Aunque los días de la Familia Lin no eran difíciles, estaban lejos de ser ricos; los ahorros familiares eran prácticamente inexistentes. La madre de Lin pensó en la familia de Zhang Lizhen cambiando de casa y conduciendo un coche de empresa y no pudo evitar sentirse un poco amargada.
—Lo siento, Gui Zhu, todo es culpa mía… Soy yo quien ha fallado. Han pasado más de diez años conduciendo un camión, y el salario sigue siendo una miseria. Ni siquiera puedo proporcionarte adecuadamente a ti y a Lin Feng, ¡soy inútil!
Al escuchar el suspiro de su esposa, Lin Shengli dijo con un fuerte sentido de culpa. A pesar de su trabajo diligente durante muchos años, así es como funciona el mundo ahora; personas honestas y trabajadoras como el Padre Lin solo podían ganar un salario fijo, apenas ganando dinero significativo.

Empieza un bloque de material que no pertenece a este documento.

use std::path::PathBuf;

use clap::{Args, Subcommand};
use site_core::enums::BlogSort;

/// Top-level command tree.
#[derive(Clone, Debug, Subcommand)]
pub enum Commands {
    /// List published entities.
    List(DataArgs),
    /// Show the sections a published page renders.
    Sections(SectionsArgs),
    /// Open a draft, apply edits and optionally publish.
    Edit(EditArgs),
    /// List blog posts with filters.
    Blogs(BlogsArgs),
}

#[derive(Clone, Debug, Args)]
pub struct DataArgs {
    /// Entity fixture file.
    #[arg(long, default_value = "site-data.json")]
    pub data: PathBuf,
}

#[derive(Clone, Debug, Args)]
pub struct SectionsArgs {
    /// Entity id.
    pub id: String,
    #[command(flatten)]
    pub data: DataArgs,
}

#[derive(Clone, Debug, Args)]
pub struct EditArgs {
    /// Entity id.
    pub id: String,
    /// Field assignment `path=<json>`; non-JSON values are taken as strings.
    #[arg(long = "set", value_name = "PATH=VALUE")]
    pub sets: Vec<String>,
    /// Section whose visibility to flip.
    #[arg(long = "toggle", value_name = "SECTION")]
    pub toggles: Vec<String>,
    /// Template route the page is opened through (`freelancer`, `salon`, ...).
    #[arg(long)]
    pub route: Option<String>,
    /// Publish the draft and write the collection back to the data file.
    #[arg(long)]
    pub publish: bool,
    #[command(flatten)]
    pub data: DataArgs,
}

#[derive(Clone, Debug, Args)]
pub struct BlogsArgs {
    /// Blog fixture file.
    #[arg(long, default_value = "blogs.json")]
    pub file: PathBuf,
    #[arg(long)]
    pub search: Option<String>,
    #[arg(long)]
    pub category: Option<String>,
    /// newest, oldest, popular or liked.
    #[arg(long, default_value = "newest")]
    pub sort: BlogSort,
}
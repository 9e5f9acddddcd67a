//! The draft content store.
//!
//! `DraftStore` owns the published collection and at most one draft. A draft
//! is opened with [`DraftStore::start_editing`], mutated field by field and
//! then either published with [`DraftStore::commit`] or reverted with
//! [`DraftStore::discard`].
//!
//! Invalid operations are no-ops. Every operation returns an [`Outcome`] so
//! callers can tell "nothing to do" from "misuse" without the store raising
//! errors.
//!
//! Readers pick a side: public pages read [`DraftStore::published_page`],
//! the editor's own preview pane reads [`DraftStore::preview_page`].

use chrono::{DateTime, Utc};
use serde_json::{Map, Value};
use site_config::SiteConfig;
use site_core::changes::{ChangeSet, diff};
use site_core::entities::{ContentEntity, ID_KEY, SECTION_VISIBILITY_KEY};
use site_core::enums::{BusinessType, DraftPhase};
use site_core::ids::EntityId;
use site_core::outcome::{Outcome, Rejection};
use site_core::path::FieldPath;
use site_core::sections::{
    PageView, SectionVisibilityMap, ordered_sections, page_view, resolve_visibility,
};
use site_core::templates::{BusinessTypeConfig, TemplateRegistry};
use tracing::{debug, warn};

use crate::error::StoreError;
use crate::options::{StoreOptions, registry_from_config};

#[derive(Debug, Clone)]
pub struct DraftStore {
    entities: Vec<ContentEntity>,
    registry: TemplateRegistry,
    options: StoreOptions,

    active_id: Option<EntityId>,
    editing: Option<ContentEntity>,
    original: Option<ContentEntity>,
    changes: ChangeSet,
    has_changes: bool,

    active_type: Option<BusinessType>,
    type_config: Option<BusinessTypeConfig>,
    section_visibility: SectionVisibilityMap,

    last_saved_at: Option<DateTime<Utc>>,
    last_published_at: Option<DateTime<Utc>>,
}

impl Default for DraftStore {
    fn default() -> Self {
        Self::new(TemplateRegistry::builtin(), StoreOptions::default())
    }
}
//! End-to-end draft lifecycle scenarios against `DraftStore`.

use pretty_assertions::assert_eq;
use serde_json::json;
use site_config::SiteConfig;
use site_core::entities::{ContentEntity, SECTION_VISIBILITY_KEY, TYPE_KEY};
use site_core::enums::{BusinessType, DraftPhase};
use site_core::ids::EntityId;
use site_core::outcome::{Outcome, Rejection};
use site_core::templates::TemplateOverride;
use site_store::DraftStore;

fn hero_entity() -> ContentEntity {
    ContentEntity::from_value(json!({
        "id": 1,
        "hero": {"title": "A"},
        "sectionVisibility": {"hero": true}
    }))
    .unwrap()
}

fn freelancer_entity() -> ContentEntity {
    ContentEntity::new("p1")
        .with_field(TYPE_KEY, json!("freelancer"))
        .with_field("name", json!("Ida"))
}

#[test]
fn edit_discard_edit_commit() {
    let mut store = DraftStore::default().with_entities(vec![hero_entity()]);
    let id = EntityId::from(1);

    assert!(store.start_editing(&id).is_applied());
    assert!(store.update_nested_field("hero.title", json!("B")).is_applied());

    let change = store.changes().get("hero.title").unwrap();
    assert_eq!(change.old, Some(json!("A")));
    assert_eq!(change.new, json!("B"));
    assert_eq!(store.phase(), DraftPhase::Dirty);
    assert_eq!(store.entity(&id).unwrap().fields["hero"]["title"], json!("A"));

    assert!(store.discard().is_applied());
    assert_eq!(store.editing(), Some(&hero_entity()));
    assert!(store.changes().is_empty());
    assert_eq!(store.phase(), DraftPhase::Clean);

    assert!(store.update_nested_field("hero.title", json!("B")).is_applied());
    assert!(store.commit().is_applied());

    assert_eq!(store.entity(&id).unwrap().fields["hero"]["title"], json!("B"));
    assert_eq!(store.original(), store.editing());
    assert!(!store.has_changes());
    assert!(store.changes().is_empty());
    assert!(store.last_published_at().is_some());
}

#[test]
fn start_then_discard_restores_entity() {
    let mut store = DraftStore::default().with_entities(vec![hero_entity()]);
    assert!(store.start_editing(&EntityId::from(1)).is_applied());
    assert!(store.discard().is_applied());

    assert_eq!(store.editing(), Some(&hero_entity()));
    assert!(!store.has_changes());
    assert!(store.changes().is_empty());
}

#[test]
fn commit_twice_is_idempotent() {
    let mut store = DraftStore::default().with_entities(vec![hero_entity()]);
    let _ = store.start_editing(&EntityId::from(1));
    let _ = store.update_field("tagline", json!("Fresh cuts"));
    assert!(store.commit().is_applied());
    let after_first = store.entities().to_vec();

    assert_eq!(store.commit(), Outcome::Rejected(Rejection::NoChanges));
    assert_eq!(store.entities(), after_first.as_slice());
}

#[test]
fn commit_appends_unknown_id() {
    let mut store = DraftStore::default().with_entities(vec![hero_entity()]);
    let _ = store.start_editing(&EntityId::from(1));
    let _ = store.update_field("name", json!("Glow"));

    // Collection reloaded underneath the open draft.
    store.initialize_data(freelancer_entity());
    assert!(store.commit().is_applied());

    let ids: Vec<String> = store.entities().iter().map(|e| e.id.to_string()).collect();
    assert_eq!(ids, vec!["p1", "1"]);
    assert_eq!(store.entity(&EntityId::from(1)).unwrap().fields["name"], json!("Glow"));
}

#[test]
fn locked_section_toggle_is_refused() {
    let mut store = DraftStore::default().with_entities(vec![freelancer_entity()]);
    let _ = store.start_editing(&EntityId::from("p1"));
    let before = store.section_visibility().clone();

    let outcome = store.toggle_section_visibility("team");
    assert_eq!(
        outcome,
        Outcome::Rejected(Rejection::LockedSection {
            section: "team".into(),
            business_type: BusinessType::Freelancer,
        })
    );
    assert!(!store.has_changes());
    assert_eq!(store.section_visibility(), &before);
    assert_eq!(store.editing(), Some(&freelancer_entity()));
}

#[test]
fn toggle_records_whole_map() {
    let mut store = DraftStore::default().with_entities(vec![freelancer_entity()]);
    let _ = store.start_editing(&EntityId::from("p1"));

    assert!(store.toggle_section_visibility("skills").is_applied());
    assert!(!store.section_visibility().is_visible("skills"));

    let change = store.changes().get(SECTION_VISIBILITY_KEY).unwrap();
    assert_eq!(change.old, Some(json!({})));
    assert_eq!(change.new["skills"], json!(false));
    assert_eq!(change.new["portfolio"], json!(true));
    assert_eq!(store.changes().len(), 1);

    let draft_map = store.editing().unwrap().section_visibility().unwrap();
    assert_eq!(draft_map.get("skills"), Some(false));

    // Toggling back still leaves one aggregate entry.
    assert!(store.toggle_section_visibility("skills").is_applied());
    assert_eq!(store.changes().len(), 1);
    assert!(store.section_visibility().is_visible("skills"));
}

#[test]
fn operations_without_draft_are_noops() {
    let mut store = DraftStore::default().with_entities(vec![hero_entity()]);
    let snapshot = store.entities().to_vec();

    for outcome in [
        store.update_field("name", json!("x")),
        store.update_nested_field("hero.title", json!("x")),
        store.push_item("gallery", json!("a.jpg")),
        store.toggle_section_visibility("hero"),
        store.save_draft(),
        store.commit(),
        store.discard(),
    ] {
        assert_eq!(outcome, Outcome::Rejected(Rejection::NoActiveDraft));
    }
    assert_eq!(store.entities(), snapshot.as_slice());
    assert!(store.changes().is_empty());
    assert!(store.last_saved_at().is_none());
}

#[test]
fn published_page_ignores_draft() {
    let mut store = DraftStore::default().with_entities(vec![hero_entity()]);
    let id = EntityId::from(1);
    let _ = store.start_editing(&id);
    let _ = store.update_nested_field("hero.title", json!("Draft"));
    let _ = store.save_draft();

    let public = store.published_page(&id).unwrap();
    let preview = store.preview_page().unwrap();
    assert_eq!(public.entity.fields["hero"]["title"], json!("A"));
    assert_eq!(preview.entity.fields["hero"]["title"], json!("Draft"));
    assert!(public.sections.contains(&"hero".to_string()));
}

#[test]
fn net_changes_drop_reverted_edits() {
    let mut store = DraftStore::default().with_entities(vec![hero_entity()]);
    let _ = store.start_editing(&EntityId::from(1));
    let _ = store.update_nested_field("hero.title", json!("B"));
    let _ = store.update_nested_field("hero.title", json!("A"));
    let _ = store.update_field("phone", json!("555"));

    assert!(store.changes().contains("hero.title"));
    let net = store.net_changes();
    assert!(!net.contains("hero.title"));
    assert_eq!(net.get("phone").unwrap().new, json!("555"));
}

#[test]
fn restarting_edit_drops_pending_changes() {
    let mut store = DraftStore::default().with_entities(vec![hero_entity(), freelancer_entity()]);
    let _ = store.start_editing(&EntityId::from(1));
    let _ = store.update_field("name", json!("x"));

    assert!(store.start_editing(&EntityId::from("p1")).is_applied());
    assert!(store.changes().is_empty());
    assert_eq!(store.active_type(), Some(BusinessType::Freelancer));
    assert_eq!(store.entity(&EntityId::from(1)), Some(&hero_entity()));
}

#[test]
fn config_overrides_reach_the_store() {
    let mut config = SiteConfig::default();
    config.templates.insert(
        "freelancer".into(),
        TemplateOverride {
            hidden_sections: Some(vec!["faq".into()]),
            ..TemplateOverride::default()
        },
    );
    config.store.track_section_changes = true;

    let mut store = DraftStore::from_config(&config)
        .unwrap()
        .with_entities(vec![freelancer_entity()]);
    let _ = store.start_editing(&EntityId::from("p1"));

    assert!(!store.is_section_available("faq"));
    assert!(store.is_section_available("team"));
    assert!(store.toggle_section_visibility("team").is_applied());
    assert!(store.changes().contains("sectionVisibility.team"));
}

#[test]
fn published_page_independent_of_editor_session() {
    let plain = ContentEntity::new(1).with_field(SECTION_VISIBILITY_KEY, json!({"hero": true, "team": true}));
    let mut store = DraftStore::default().with_entities(vec![plain, freelancer_entity()]);
    let id = EntityId::from(1);
    let before = store.published_page(&id).unwrap();
    assert!(before.sections.contains(&"team".to_string()));

    let _ = store.start_editing(&EntityId::from("p1"));
    assert_eq!(store.published_page(&id).unwrap(), before);
    store.clear_editing();
    assert_eq!(store.published_page(&id).unwrap(), before);
    assert_eq!(
        store.resolved_visibility(store.entity(&id).unwrap()).get("team"),
        Some(true)
    );
}

#[test]
fn untyped_entity_after_freelancer_uses_default_template() {
    let plain = ContentEntity::new(2).with_field("name", json!("Glow Salon"));
    let mut store = DraftStore::default().with_entities(vec![freelancer_entity(), plain]);

    let _ = store.start_editing(&EntityId::from("p1"));
    assert!(!store.is_section_available("team"));

    assert!(store.start_editing(&EntityId::from(2)).is_applied());
    assert_eq!(store.active_type(), Some(BusinessType::Business));
    assert!(store.toggle_section_visibility("team").is_applied());
    assert!(!store.section_visibility().is_visible("team"));
}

Mientras tanto, en la Escuela Secundaria No. 1 de Zhi’an, en la oficina del departamento de Inglés, todos los profesores de inglés estaban ocupados calificando exámenes. Xu Minjing estaba corrigiendo meticulosamente una pila de composiciones en inglés cuando de repente un profesor de chino se acercó corriendo, anunciando emocionado a la Profesora Xu:
—¡Profesora Xu! ¡Noticias increíbles! ¡Un estudiante de su clase ha obtenido la puntuación máxima en chino!